▸ **Task requirements**: Take the data below. Output it exactly from its first line through the line containing "type ::= ('int'".

(Material for this exercise begins)

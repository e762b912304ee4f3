// program ::= (stmt terminator | NEWLINE)* EOF
// terminator ::= NEWLINE | ';' | <before '}' or EOF>
// stmt ::= 'var' type [signature] ID '=' expr
//        | 'if' '(' expr ')' block [NEWLINE* 'else' ('if' ... | block)]
//        | 'ret' [expr]
//        | expr
// block ::= '{' (stmt terminator | NEWLINE)* '}'
// type ::= ('int' | 'float' | 'string' | 'bool' | 'void' | 'none' | 'list' | 'fn') ('[' ']')*
// signature ::= '<' [type ID (',' type ID)*] '>'
// expr ::= ID '=' expr
//        | ID ['with' '(' [expr (',' expr)*] ')']
//        | '^' ID ['with' '(' [expr (',' expr)*] ')']
//        | type signature block
//        | type '{' [expr (',' expr)*] '}'
//        | expr op expr
//        | '!' expr
//        | '-' expr
//        | '(' expr ')'
//        | INTEGER | FLOAT | STRING | BOOL

// Precedence
//
// * / %
// + -
// == != < <= > >=
// and
// or
// ! - (prefix)

use crate::{token::Position, types::DataType, util::fmt::tree};

pub type Ident = Box<str>;

#[derive(Debug, PartialEq, Default)]
pub struct Program {
    pub body: Vec<Node>,
}

impl Program {
    /// Returns the indented debug tree of the whole program.
    pub fn describe(&self) -> String {
        tree::print_program_string(self)
    }

    /// Returns the target source for the whole program, prelude included.
    pub fn lower(&self) -> String {
        crate::code_gen::lower_program(self)
    }
}

#[derive(Clone, Debug, PartialEq)]
pub enum Node {
    Stmt(Stmt),
    Expr(Expr),
}

impl Node {
    pub fn describe(&self) -> String {
        tree::print_node_string(self)
    }

    pub fn lower(&self) -> String {
        crate::code_gen::lower_node(self)
    }
}

#[derive(Clone, Debug, PartialEq)]
pub enum Stmt {
    VariableDeclaration(VariableDeclaration),
    If(IfStatement),
    Return(ReturnStatement),
}

#[derive(Clone, Debug, PartialEq)]
pub struct VariableDeclaration {
    pub name: Ident,
    /// For function initializers, this is the function's return type.
    pub ty: DataType,
    /// The optional `<type name, ...>` written after the declared type.
    pub signature: Option<Vec<Parameter>>,
    pub initializer: Expr,
    pub pos: Position,
}

#[derive(Clone, Debug, PartialEq)]
pub struct IfStatement {
    pub condition: Expr,
    pub then_body: Vec<Node>,
    /// Empty when there is no `else` branch.
    pub else_body: Vec<Node>,
    pub pos: Position,
}

#[derive(Clone, Debug, PartialEq)]
pub struct ReturnStatement {
    pub value: Option<Expr>,
    pub pos: Position,
}

#[derive(Clone, Debug, PartialEq)]
pub enum Expr {
    Integer(i64),
    Float(f64),
    /// Quotes already stripped.
    String(Box<str>),
    Boolean(bool),
    List(ListLiteral),
    Access(VariableAccess),
    Capture(VariableCaptureAccess),
    Assignment(VariableAssignment),
    Binary(BinaryExpression),
    Unary(UnaryExpression),
    Function(Function),
}

impl Expr {
    pub fn describe(&self) -> String {
        tree::print_expr_string(self)
    }

    pub fn lower(&self) -> String {
        crate::code_gen::lower_expr(self)
    }
}

#[derive(Clone, Debug, PartialEq)]
pub struct ListLiteral {
    /// Authoritative for the list's static type.
    pub element_type: DataType,
    pub elements: Vec<Expr>,
    pub pos: Position,
}

/// A read of `name`. With arguments, a call.
#[derive(Clone, Debug, PartialEq)]
pub struct VariableAccess {
    pub name: Ident,
    pub args: Vec<Expr>,
    pub pos: Position,
}

/// `^name`, a read that reaches into an enclosing scope.
#[derive(Clone, Debug, PartialEq)]
pub struct VariableCaptureAccess {
    pub access: VariableAccess,
    /// Filled in by the type checker.
    pub resolved: Option<DataType>,
}

#[derive(Clone, Debug, PartialEq)]
pub struct VariableAssignment {
    pub name: Ident,
    pub value: Box<Expr>,
    pub pos: Position,
}

#[derive(Clone, Debug, PartialEq)]
pub struct BinaryExpression {
    pub left: Box<Expr>,
    pub op: BinaryOperator,
    pub right: Box<Expr>,
    pub pos: Position,
}

#[derive(Copy, Clone, Debug, PartialEq, Eq)]
pub enum BinaryOperator {
    Add,
    Sub,
    Mul,
    Div,
    Rem,
    Eq,
    Ne,
    Lt,
    Le,
    Gt,
    Ge,
    And,
    Or,
}

impl BinaryOperator {
    /// The source spelling.
    pub fn as_str(self) -> &'static str {
        match self {
            BinaryOperator::Add => "+",
            BinaryOperator::Sub => "-",
            BinaryOperator::Mul => "*",
            BinaryOperator::Div => "/",
            BinaryOperator::Rem => "%",
            BinaryOperator::Eq => "==",
            BinaryOperator::Ne => "!=",
            BinaryOperator::Lt => "<",
            BinaryOperator::Le => "<=",
            BinaryOperator::Gt => ">",
            BinaryOperator::Ge => ">=",
            BinaryOperator::And => "and",
            BinaryOperator::Or => "or",
        }
    }
}

#[derive(Clone, Debug, PartialEq)]
pub struct UnaryExpression {
    pub op: UnaryOperator,
    pub operand: Box<Expr>,
    pub pos: Position,
}

#[derive(Copy, Clone, Debug, PartialEq, Eq)]
pub enum UnaryOperator {
    Not,
    Neg,
}

impl UnaryOperator {
    pub fn as_str(self) -> &'static str {
        match self {
            UnaryOperator::Not => "!",
            UnaryOperator::Neg => "-",
        }
    }
}

#[derive(Clone, Debug, PartialEq)]
pub struct Function {
    pub params: Vec<Parameter>,
    pub return_type: DataType,
    pub body: Vec<Node>,
    /// The declared name, when this function initializes a declaration.
    pub self_name: Option<Ident>,
    /// Copies of every `^capture` written directly in this function's body.
    pub captures: Vec<VariableCaptureAccess>,
    pub pos: Position,
}

#[derive(Clone, Debug, PartialEq)]
pub struct Parameter {
    pub name: Ident,
    pub ty: DataType,
}
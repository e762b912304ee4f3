use indoc::indoc;
use pretty_assertions::assert_eq;

use super::*;
use crate::{diagnostic::Diagnostic, lexer, parser, type_checker::Checker};

fn parse(src: &str) -> Program {
    let mut diagnostics: Vec<Diagnostic> = Vec::new();
    let tokens = lexer::tokenize(src, &mut diagnostics);
    assert!(diagnostics.is_empty(), "{diagnostics:?}");
    parser::parse(&tokens).expect("failed to parse")
}

/// Lowers `src` and returns the code after the prelude.
fn lower_body(src: &str, type_check: bool) -> String {
    let mut program = parse(src);
    if type_check {
        Checker::new()
            .check_program(&mut program)
            .expect("failed to type check");
    }
    let prelude = lower_program(&Program::default());
    let code = lower_program(&program);
    code.strip_prefix(&prelude)
        .expect("missing prelude")
        .to_owned()
}

#[test]
fn test_prelude() {
    let code = lower_program(&Program::default());
    assert!(code.starts_with(indoc! {"
        const __fs__ = require('fs');
        var __value = (v) => () => v;
        var fileRead = (path) => __fs__.readFileSync(path(), 'utf8');
    "}));
    for builtin in builtins::ALL {
        assert!(code.contains(&format!("{}\n", builtin.prelude)), "{}", builtin.name);
    }
    assert_eq!(code.lines().count(), builtins::PRELUDE_HEADER.len() + builtins::ALL.len());
}

#[test]
fn test_function_declaration_and_call() {
    let body = lower_body(
        indoc! {"
            var int<int a, int b> add = int<int a, int b> { ret a + b }
            add with (1, 2)
        "},
        true,
    );
    assert_eq!(
        body,
        indoc! {"
            let add = (function add(a, b) {
                return (a() + b());
            });
            add(() => 1, () => 2);
        "}
    );
}

#[test]
fn test_conditionals() {
    let body = lower_body(
        indoc! {"
            var int<int n> sign = int<int n> {
                if (n < 0) {
                    ret -1
                } else if (n == 0) {
                    ret 0
                }
                ret 1
            }
        "},
        true,
    );
    assert_eq!(
        body,
        indoc! {"
            let sign = (function sign(n) {
                if (n() < 0) {
                    return (-1);
                } else {
                    if ((n() == 0)) {
                        return 0;
                    };
                };
                return 1;
            });
        "}
    );
}

#[test]
fn test_operators() {
    let body = lower_body(
        indoc! {"
            var bool<bool a, bool b> f = bool<bool a, bool b> { ret a and !b or false }
            var float<float x> g = float<float x> { ret x * 2.5 % 2.0 - 1 }
            var bool<int x> h = bool<int x> { ret x != 1 or x >= 3 }
        "},
        true,
    );
    assert_eq!(
        body,
        indoc! {"
            let f = (function f(a, b) {
                return (a() && (!(b() || false)));
            });
            let g = (function g(x) {
                return (((x() * 2.5) % 2.0) - 1);
            });
            let h = (function h(x) {
                return (x() != 1 || x() >= 3);
            });
        "}
    );
}

#[test]
fn test_bound_values() {
    let body = lower_body(
        indoc! {r#"
            var int<> one = int<> { ret 1 }
            var int alias = one
            one = alias
            names = string { "a", "b" }
        "#},
        false,
    );
    assert_eq!(
        body,
        indoc! {r#"
            let one = (function one() {
                return 1;
            });
            let alias = __value(one());
            one = __value(alias());
            names = __value(["a", "b"]);
        "#}
    );
}

#[test]
fn test_captures_and_anonymous_functions() {
    let body = lower_body(
        indoc! {"
            var int<> one = int<> { ret 1 }
            var void<> run = void<> {
                log with (^one, int<int x> { ret x })
            }
        "},
        true,
    );
    assert_eq!(
        body,
        indoc! {"
            let one = (function one() {
                return 1;
            });
            let run = (function run() {
                log(() => one(), () => (function (x) {
                    return x();
                }));
            });
        "}
    );
}

#[test]
fn test_lowering_is_deterministic() {
    let mut program = parse(include_str!("../../demos/closures.fh"));
    Checker::new().check_program(&mut program).unwrap();
    assert_eq!(lower_program(&program), lower_program(&program));
    assert_eq!(program.lower(), lower_program(&program));
}

#[test]
fn test_lower_single_nodes() {
    let tokens = lexer::tokenize("a + b * c", &mut Vec::<Diagnostic>::new());
    let expr = parser::parse_expr(&tokens).unwrap();
    assert_eq!(expr.lower(), "(a() + (b() * c()))");

    let program = parse("ret");
    assert_eq!(program.body[0].lower(), "return");
}
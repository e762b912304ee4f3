use std::{
    fs,
    path::{Path, PathBuf},
    process::ExitCode,
};

use anyhow::{Context, Result};
use clap::Parser;
use clap_verbosity_flag::{Verbosity, WarnLevel};
use fh::{
    diagnostic::{Diagnostic, Reporter},
    lexer, parser, Options,
};

/// Compiles a source file into a JavaScript program.
#[derive(Parser, Debug)]
#[command(name = "fhc", version, about)]
struct Cli {
    /// Source file to compile.
    input: PathBuf,

    /// Where to write the generated program.
    #[arg(short, long, default_value = "output.js")]
    output: PathBuf,

    /// Print the token stream before compiling.
    #[arg(long)]
    print_tokens: bool,

    /// Print the parsed tree before compiling.
    #[arg(long)]
    print_ast: bool,

    /// Lower the program without type checking it.
    #[arg(long)]
    no_type_check: bool,

    #[command(flatten)]
    verbose: Verbosity<WarnLevel>,
}

fn main() -> ExitCode {
    let cli = Cli::parse();
    if log::set_logger(&LOGGER).is_ok() {
        log::set_max_level(cli.verbose.log_level_filter());
    }

    match run(&cli) {
        Ok(code) => code,
        Err(error) => {
            let mut reporter = Renderer {
                path: &cli.input,
                src: "",
            };
            reporter.report(&Diagnostic::positionless(format!("{error:#}")));
            ExitCode::FAILURE
        }
    }
}

fn run(cli: &Cli) -> Result<ExitCode> {
    let src = fs::read_to_string(&cli.input)
        .with_context(|| format!("failed to read {}", cli.input.display()))?;
    let mut reporter = Renderer {
        path: &cli.input,
        src: &src,
    };

    if cli.print_tokens || cli.print_ast {
        let tokens = lexer::tokenize(&src, &mut Vec::<Diagnostic>::new());
        if cli.print_tokens {
            for token in &tokens {
                println!("{token:?}");
            }
        }
        if cli.print_ast {
            match parser::parse(&tokens) {
                Ok(program) => print!("{}", program.describe()),
                Err(error) => {
                    reporter.report(&Diagnostic::new(error.inner.to_string(), error.pos));
                    return Ok(ExitCode::FAILURE);
                }
            }
        }
    }

    let options = Options {
        type_check: !cli.no_type_check,
    };
    let Ok(code) = fh::compile_with(&src, options, &mut reporter) else {
        return Ok(ExitCode::FAILURE);
    };

    fs::write(&cli.output, code)
        .with_context(|| format!("failed to write {}", cli.output.display()))?;
    log::info!("wrote {}", cli.output.display());
    Ok(ExitCode::SUCCESS)
}

/// Prints each diagnostic with the offending source line and a caret under
/// its column.
struct Renderer<'a> {
    path: &'a Path,
    src: &'a str,
}

impl Reporter for Renderer<'_> {
    fn report(&mut self, diagnostic: &Diagnostic) {
        eprintln!("error: {}", diagnostic.message);
        let Some(pos) = diagnostic.position else {
            return;
        };
        eprintln!("  --> {}:{pos}", self.path.display());

        let index = (pos.line as usize).saturating_sub(1);
        let Some(line) = self.src.lines().nth(index) else {
            return;
        };
        let gutter = pos.line.to_string();
        let width = gutter.len();
        eprintln!("{:width$} |", "");
        eprintln!("{gutter} | {line}");
        eprintln!("{:width$} | {:>col$}", "", "^", col = pos.column as usize);
    }
}

static LOGGER: StderrLogger = StderrLogger;

struct StderrLogger;

impl log::Log for StderrLogger {
    fn enabled(&self, metadata: &log::Metadata<'_>) -> bool {
        metadata.level() <= log::max_level()
    }

    fn log(&self, record: &log::Record<'_>) {
        if self.enabled(record.metadata()) {
            eprintln!("[{}] {}: {}", record.level(), record.target(), record.args());
        }
    }

    fn flush(&self) {}
}
use std::io::Write;

use crate::ast::*;

const INDENT_WIDTH: usize = 2;

pub fn print_program_string(program: &Program) -> String {
    let mut buf = Vec::with_capacity(1024);
    print_program(&mut buf, program).expect("writing to a Vec can't fail");
    into_string(buf)
}

pub fn print_node_string(node: &Node) -> String {
    let mut buf = Vec::with_capacity(256);
    print_node(&mut buf, 0, node).expect("writing to a Vec can't fail");
    into_string(buf)
}

pub fn print_expr_string(expr: &Expr) -> String {
    let mut buf = Vec::with_capacity(256);
    print_expr(&mut buf, 0, expr).expect("writing to a Vec can't fail");
    into_string(buf)
}

pub fn print_program(w: &mut impl Write, program: &Program) -> std::io::Result<()> {
    print_body(w, 0, &program.body)
}

fn print_body(w: &mut impl Write, i: usize, body: &[Node]) -> std::io::Result<()> {
    for node in body {
        print_node(w, i, node)?;
    }
    Ok(())
}

fn print_node(w: &mut impl Write, i: usize, node: &Node) -> std::io::Result<()> {
    match node {
        Node::Stmt(stmt) => print_stmt(w, i, stmt),
        Node::Expr(expr) => print_expr(w, i, expr),
    }
}

fn print_stmt(w: &mut impl Write, i: usize, stmt: &Stmt) -> std::io::Result<()> {
    sp(w, i)?;
    match stmt {
        Stmt::VariableDeclaration(decl) => {
            write!(w, "var {}: {}", decl.name, decl.ty)?;
            if let Some(ref signature) = decl.signature {
                print_params(w, signature)?;
            }
            writeln!(w)?;
            print_expr(w, i + 1, &decl.initializer)?;
        }
        Stmt::If(stmt) => {
            writeln!(w, "if")?;
            print_expr(w, i + 1, &stmt.condition)?;
            sp(w, i)?;
            writeln!(w, "then")?;
            print_body(w, i + 1, &stmt.then_body)?;
            if !stmt.else_body.is_empty() {
                sp(w, i)?;
                writeln!(w, "else")?;
                print_body(w, i + 1, &stmt.else_body)?;
            }
        }
        Stmt::Return(stmt) => {
            writeln!(w, "return")?;
            if let Some(ref value) = stmt.value {
                print_expr(w, i + 1, value)?;
            }
        }
    }
    Ok(())
}

pub fn print_expr(w: &mut impl Write, i: usize, expr: &Expr) -> std::io::Result<()> {
    sp(w, i)?;
    match expr {
        Expr::Integer(val) => writeln!(w, "int {val}")?,
        Expr::Float(val) => writeln!(w, "float {val:?}")?,
        Expr::String(val) => writeln!(w, "string {val:?}")?,
        Expr::Boolean(val) => writeln!(w, "bool {val}")?,
        Expr::List(list) => {
            writeln!(w, "list {}", list.element_type)?;
            for element in &list.elements {
                print_expr(w, i + 1, element)?;
            }
        }
        Expr::Access(access) => print_access(w, i, "", access)?,
        Expr::Capture(capture) => {
            print_access(w, i, "^", &capture.access)?;
        }
        Expr::Assignment(assignment) => {
            writeln!(w, "assign {}", assignment.name)?;
            print_expr(w, i + 1, &assignment.value)?;
        }
        Expr::Binary(binary) => {
            writeln!(w, "binary {}", binary.op.as_str())?;
            print_expr(w, i + 1, &binary.left)?;
            print_expr(w, i + 1, &binary.right)?;
        }
        Expr::Unary(unary) => {
            writeln!(w, "unary {}", unary.op.as_str())?;
            print_expr(w, i + 1, &unary.operand)?;
        }
        Expr::Function(function) => {
            write!(w, "function {}", function.return_type)?;
            print_params(w, &function.params)?;
            if let Some(ref name) = function.self_name {
                write!(w, " named {name}")?;
            }
            writeln!(w)?;
            if !function.captures.is_empty() {
                sp(w, i + 1)?;
                write!(w, "captures")?;
                for capture in &function.captures {
                    write!(w, " ^{}", capture.access.name)?;
                    if let Some(ref ty) = capture.resolved {
                        write!(w, ": {ty}")?;
                    }
                }
                writeln!(w)?;
            }
            print_body(w, i + 1, &function.body)?;
        }
    }
    Ok(())
}

fn print_access(
    w: &mut impl Write,
    i: usize,
    sigil: &str,
    access: &VariableAccess,
) -> std::io::Result<()> {
    if access.args.is_empty() {
        writeln!(w, "access {sigil}{}", access.name)?;
    } else {
        writeln!(w, "call {sigil}{}", access.name)?;
        for arg in &access.args {
            print_expr(w, i + 1, arg)?;
        }
    }
    Ok(())
}

fn print_params(w: &mut impl Write, params: &[Parameter]) -> std::io::Result<()> {
    write!(w, "<")?;
    for (idx, param) in params.iter().enumerate() {
        if idx > 0 {
            write!(w, ", ")?;
        }
        write!(w, "{} {}", param.ty, param.name)?;
    }
    write!(w, ">")
}

fn sp(w: &mut impl Write, i: usize) -> std::io::Result<()> {
    write!(w, "{:width$}", "", width = i * INDENT_WIDTH)
}

fn into_string(buf: Vec<u8>) -> String {
    String::from_utf8(buf).expect("the printer only writes UTF-8")
}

(Material for this exercise ends)

▸ **Written reply**:
repository e762b912304ee4f3
// program ::= (stmt terminator | NEWLINE)* EOF
// terminator ::= NEWLINE | ';' | <before '}' or EOF>
// stmt ::= 'var' type [signature] ID '=' expr
//        | 'if' '(' expr ')' block [NEWLINE* 'else' ('if' ... | block)]
//        | 'ret' [expr]
//        | expr
// block ::= '{' (stmt terminator | NEWLINE)* '}'
// type ::= ('int' | 'float' | 'string' | 'bool' | 'void' | 'none' | 'list' | 'fn') ('[' ']')*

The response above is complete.